Various peanut tissues including leaf sections, cotyledonary nodes, longitudinal cotyledon halves, embryo axes, embryo leaflets, and hypocotyls have been tested for A. tumefaciens transformation [58-60]. Apical or axillary meristematic cells in these tissues allow for multiple shoot regeneration and have been targeted for gene transfer by A. tumefaciens. However, conditions for adventitious shoot formation through organogenesis vary widely, and cocultivation protocols with or without virulence inducing agents have been previously reviewed [61,62]. Complex host-pathogen interaction limits peanut genotypes that can be successfully transformed by Agrobacterium. Out of 19 publications on peanut transformation mediated by A. tumefaciens, 14 of them performed transformation mainly with either spanish (such as JL-24 and TMV 2) or valencia (such as New Mexico Valencia A) types of peanut. Runner cultivars account for 80% of the production in the U.S. Only one publication reported transgenic runner type peanut by A. tumefaciens-mediated transformation . Differential expression of host genes in the first few hours of A. tumefaciens cocultivation can affect T-DNA integration and transformation efficiency as demonstrated in rice . Recently, direct shoot organogenesis was achieved with a couple of US runner type cultivars Georgia Green  and Florida-07  at a shoot production rate of 25% and 7% respectively , a frequency considerably lower than the 82–90% reported for the Indian cultivar JL-24 [59,68]. Further transformation study would potentially implement this transformation technology into major US peanut cultivars.

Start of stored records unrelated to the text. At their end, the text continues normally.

//! Noise suppression for commit windows.
//!
//! A pure, infallible pass that removes commits judged uninformative for
//! summarization: generated merge messages, known automation authors, and
//! repeated message first lines. Survivors keep their input order, so the
//! window stays newest-first.

pub mod noise;

pub use noise::NoiseFilter;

Specific details of peanut transformation events up to year 2005 have been documented in several reviews [62,69,70]. Peanut transgenic research since year 2006 is summarized in Table 1. Besides a couple of studies on transformation efficiency and selection conditions [68,71], more recent advances in peanut transformation mainly focus on integrating genes conferring resistance to biotic and abiotic stresses. To improve peanut drought tolerance, AtDREB1A, a cis-acting transcription factor that binds to dehydration responsive element (DRE) from Arabidopsis thaliana, was transformed to peanut under the control of a stress inducible promoter from the rd29A gene . One transgenic line demonstrated a 40% increase in transpiration efficiency (TE) in a greenhouse drought tolerance test. Further analysis of antioxidative responses from these transgenic lines cannot provide an explanation for the elevated TE performance . In addition, improved greenhouse drought and salt tolerance was found among transgenic peanut lines transformed with AtNHXI, a vacuolar Na+/H+ antiporter . Isopentenyltransferase (IPT), a key enzyme in the cytokinin biosynthesis pathway, driven by a drought inducible SARK promoter was used to transform peanut . Transgenic lines demonstrated improved biomass retention in a greenhouse drought tolerance test and an average of 58% yield increase in a two-year field test. Transgenic peanut expressing a human Bcl-xL gene has improved tolerance to paraquat, a bipyridilium herbicide . Fungal resistance in peanut was enhanced by transforming several genes including barley oxlate oxidase [77,78], mustard defensin , rice chitinase [79,80] and chloroperoxidase . Evaluation of some transgenic lines was advanced to field studies such as resistance to Sclerotinia minor, which was confirmed in oxlate oxidase and rice chitinase transformed lines [78,79]. Synthetic cry1 EC transformed peanut was shown to confer resistance to the larvae of Spodoptera litura .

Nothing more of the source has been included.